I never thought I would advocate taking a break from listening to worship music.  sure, listen to other music if you want.  but to intentionally stop listening to it for a time?  why would I do that?

yet here I find myself – on a detox from listening to (most) worship music on my ipod, computer, phone, and whatever other means of audible projection I may have.

here’s why:

it wasn’t until January 14, 2011 that I ever in my life led worship – though I felt God calling me to do it years and years (and…years) before that.  about 6 months later I found myself interning with Continuous Worship ministries for a month (which turned into 4-ish months.  … which has now turned into a year internship).

finding myself in the worship leader position from time to time, and wanting to grow as a worship leader, I realized I had a lot of “catching up” (or learning) to do.  I found myself watching youtube videos of some of my favorite worship leaders leading worship.  studying how they interact with people.  how they cue their band.  how they lead others before the throne of God in musical worship.

and, of course, listening to these people lead worship for hours on end (my iTunes had, at one time, tracked me listening to “How He Loves” – Kim Walker version – over 350 times…that was like a year or so ago…true story…ok, confession time is OVER!).

it sounds all well and good, right?

then rose the evil weed of comparison.  oh sure, it disguised itself as this beautiful flower for awhile.  I mean, if you’re pursuing growing as a worship leader, why wouldn’t you want to develop the gift/skill/ability God has given you?  why wouldn’t you look to those who have led you into some of the most deepest times of worship in order to learn from them?

don’t get me wrong, that has its place.  and there are so many passages in Scripture (particularly the Old Testament) when God calls those skilled in music to lead the worship.  there’s a place to grow & learn, there’s a place to develop the skills God’s given you.

but I think there’s also room to be yourself.  and simply…worship the magnificent Creator of the universe and the Savior of the world.

I hit this wall last week (actually I’ve been hitting it, but I just realized last week what the wall was made of).  I seized up.  I found myself trying to play and sing and have this sweet time of worship (it wasn’t during a church service, thankfully) and all I was doing was getting frustrated with myself.  my guitar playing sounded off.  the mic was accentuating every single flaw in my voice.  meanwhile, I was trying to think, if I was leading this song before a group of people, do I make eye contact or is it OK to just keep my eyes closed?  how can I most effectively shepherd people into the pasture to feast and worship the one, true Shepherd?  how can I sing this song a little different so it doesn’t get boring?  what is my stage presence like?  does it even matter what my stage presence is like?  what am I going to eat for dinner? (ok maybe that thought didn’t go through my head – although there is a good chance it did because food is often part of my thought process)

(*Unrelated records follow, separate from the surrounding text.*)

//! Storage capability for persisted credential fields.
//!
//! This module provides the `Storage` trait the credential manager writes
//! through, plus the interchangeable backends:
//!
//! - `CookieStore`: cookie jar with `Set-Cookie` style expiry
//! - `FileStore`: device-persistent JSON file
//! - `KeyringStore`: OS keychain via keyring
//! - `MemoryStore`: ephemeral in-process map
//! - `NoopStore`: environments where persistence is unavailable
//!
//! All backends are string key/value stores. Encoding of structured values
//! happens before a value reaches a backend.

pub mod cookie;
pub mod file;
pub mod keychain;
pub mod memory;
pub mod noop;

use std::str::FromStr;

use anyhow::Result;
use chrono::{DateTime, Utc};
use serde::{Deserialize, Serialize};
use thiserror::Error;
use tracing::debug;

use crate::config::Config;

pub use cookie::CookieStore;
pub use file::FileStore;
pub use keychain::KeyringStore;
pub use memory::MemoryStore;
pub use noop::NoopStore;

#[derive(Error, Debug)]
pub enum StorageError {
    #[error("Storage unavailable: {0}")]
    Unavailable(String),

    #[error("Storage quota exceeded: {0}")]
    QuotaExceeded(String),

    #[error("I/O error: {0}")]
    Io(#[from] std::io::Error),

    #[error("Serialization error: {0}")]
    Serialization(#[from] serde_json::Error),

    #[error("Keyring error: {0}")]
    Keyring(#[from] keyring::Error),
}

/// Key/value capability the credential manager persists through.
pub trait Storage {
    /// Read a value, `None` when the key is absent or expired.
    fn get(&self, key: &str) -> Result<Option<String>, StorageError>;

    /// Write a value. `expires` of `None` asks for a session-only entry.
    fn set(
        &mut self,
        key: &str,
        value: &str,
        expires: Option<DateTime<Utc>>,
    ) -> Result<(), StorageError>;

    fn remove(&mut self, key: &str) -> Result<(), StorageError>;
}

impl<S: Storage + ?Sized> Storage for Box<S> {
    fn get(&self, key: &str) -> Result<Option<String>, StorageError> {
        (**self).get(key)
    }

    fn set(
        &mut self,
        key: &str,
        value: &str,
        expires: Option<DateTime<Utc>>,
    ) -> Result<(), StorageError> {
        (**self).set(key, value, expires)
    }

    fn remove(&mut self, key: &str) -> Result<(), StorageError> {
        (**self).remove(key)
    }
}

/// A stored value with its optional expiry instant.
#[derive(Debug, Clone, PartialEq, Eq, Serialize, Deserialize)]
pub struct StoredEntry {
    pub value: String,
    #[serde(default, skip_serializing_if = "Option::is_none")]
    pub expires: Option<DateTime<Utc>>,
}

impl StoredEntry {
    pub fn new(value: &str, expires: Option<DateTime<Utc>>) -> Self {
        Self {
            value: value.to_string(),
            expires,
        }
    }

    /// Entries without an expiry never expire on their own.
    pub fn is_expired(&self) -> bool {
        self.expires.map(|at| at <= Utc::now()).unwrap_or(false)
    }
}

/// Which backend to open for the configured environment.
#[derive(Debug, Clone, Copy, PartialEq, Eq, Default, Serialize, Deserialize)]
#[serde(rename_all = "lowercase")]
pub enum StorageKind {
    Memory,
    #[default]
    File,
    Cookie,
    Keyring,
    None,
}

impl StorageKind {
    pub fn as_str(&self) -> &'static str {
        match self {
            StorageKind::Memory => "memory",
            StorageKind::File => "file",
            StorageKind::Cookie => "cookie",
            StorageKind::Keyring => "keyring",
            StorageKind::None => "none",
        }
    }
}

impl FromStr for StorageKind {
    type Err = anyhow::Error;

    fn from_str(s: &str) -> Result<Self> {
        match s.trim().to_lowercase().as_str() {
            "memory" => Ok(StorageKind::Memory),
            "file" => Ok(StorageKind::File),
            "cookie" | "cookies" => Ok(StorageKind::Cookie),
            "keyring" | "keychain" => Ok(StorageKind::Keyring),
            "none" | "noop" => Ok(StorageKind::None),
            other => Err(anyhow::anyhow!("Unknown storage kind: {}", other)),
        }
    }
}

/// Open the backend selected by `config`.
pub fn open(config: &Config) -> Result<Box<dyn Storage>> {
    debug!(kind = config.storage.as_str(), "Opening credential storage");

    let storage: Box<dyn Storage> = match config.storage {
        StorageKind::Memory => Box::new(MemoryStore::new()),
        StorageKind::File => Box::new(FileStore::open(config.store_path()?)?),
        StorageKind::Cookie => Box::new(CookieStore::open(config.cookie_jar_path()?)?),
        StorageKind::Keyring => Box::new(KeyringStore::new(config.keyring_service())),
        StorageKind::None => Box::new(NoopStore),
    };
    Ok(storage)
}

// ============================================================================
// Tests
// ============================================================================

#[cfg(test)]
mod tests {
    use super::*;
    use chrono::Duration;

    #[test]
    fn test_storage_kind_from_str() {
        assert_eq!("file".parse::<StorageKind>().unwrap(), StorageKind::File);
        assert_eq!("Cookies".parse::<StorageKind>().unwrap(), StorageKind::Cookie);
        assert_eq!("keychain".parse::<StorageKind>().unwrap(), StorageKind::Keyring);
        assert_eq!("noop".parse::<StorageKind>().unwrap(), StorageKind::None);
        assert!("redis".parse::<StorageKind>().is_err());
    }

    #[test]
    fn test_storage_kind_serde_lowercase() {
        let json = serde_json::to_string(&StorageKind::Keyring).unwrap();
        assert_eq!(json, "\"keyring\"");
        let kind: StorageKind = serde_json::from_str("\"memory\"").unwrap();
        assert_eq!(kind, StorageKind::Memory);
    }

    #[test]
    fn test_stored_entry_expiry() {
        assert!(!StoredEntry::new("a", None).is_expired());
        assert!(!StoredEntry::new("a", Some(Utc::now() + Duration::minutes(1))).is_expired());
        assert!(StoredEntry::new("a", Some(Utc::now() - Duration::seconds(1))).is_expired());
    }

    #[test]
    fn test_boxed_storage_delegates() {
        let mut storage: Box<dyn Storage> = Box::new(MemoryStore::new());
        storage.set("k", "v", None).unwrap();
        assert_eq!(storage.get("k").unwrap().as_deref(), Some("v"));
        storage.remove("k").unwrap();
        assert_eq!(storage.get("k").unwrap(), None);
    }

    #[test]
    fn test_open_memory_and_none() {
        let config = Config {
            storage: StorageKind::Memory,
            ..Config::default()
        };
        let mut storage = open(&config).unwrap();
        storage.set("k", "v", None).unwrap();
        assert_eq!(storage.get("k").unwrap().as_deref(), Some("v"));

        let config = Config {
            storage: StorageKind::None,
            ..Config::default()
        };
        let mut storage = open(&config).unwrap();
        storage.set("k", "v", None).unwrap();
        assert_eq!(storage.get("k").unwrap(), None);
    }

    #[test]
    fn test_open_file_with_truncated_store() {
        let dir = tempfile::tempdir().unwrap();
        std::fs::write(dir.path().join("credentials.json"), "{truncated").unwrap();
        let config = Config {
            storage: StorageKind::File,
            store_dir: Some(dir.path().to_path_buf()),
            ..Config::default()
        };

        let storage = open(&config).unwrap();
        assert_eq!(storage.get("k").unwrap(), None);
    }
}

I finally stopped.  I stopped playing.  I stopped singing.  I just wanted to get in my car, drive, and cry because I couldn’t get past the wall.

as I processed through what happened, I realized one of the biggest culprits of the wall was “comparison”.  I was trying to lead like someone I’m not.  I was wanting to lead like someone I’m not and getting frustrated that I couldn’t be free enough to lead like they lead.

I had forgotten what it was like to simply…worship.  I had forgotten what it was like to simply worship my Creator as He has created me to be.  not as He has created others to be.  but as He has uniquely created me to be.

funny enough, I heard Kari Jobe say this on a youtube video I was watching only a couple weeks earlier.  she said, “Comparison will be the #1 thing that keeps you from doing what God is calling you to do".

when I first heard that, I thought, “wow, yeah – that’s really good”.

then it REALLY hit me last week.

comparing ourselves may very well be the #1 thing that keeps us from doing what God is calling us to do.

and so, in an effort to re-learn what it’s like to simply worship my God who sits on the throne, I’m taking a break from the studying.  I’m taking a break from the listening.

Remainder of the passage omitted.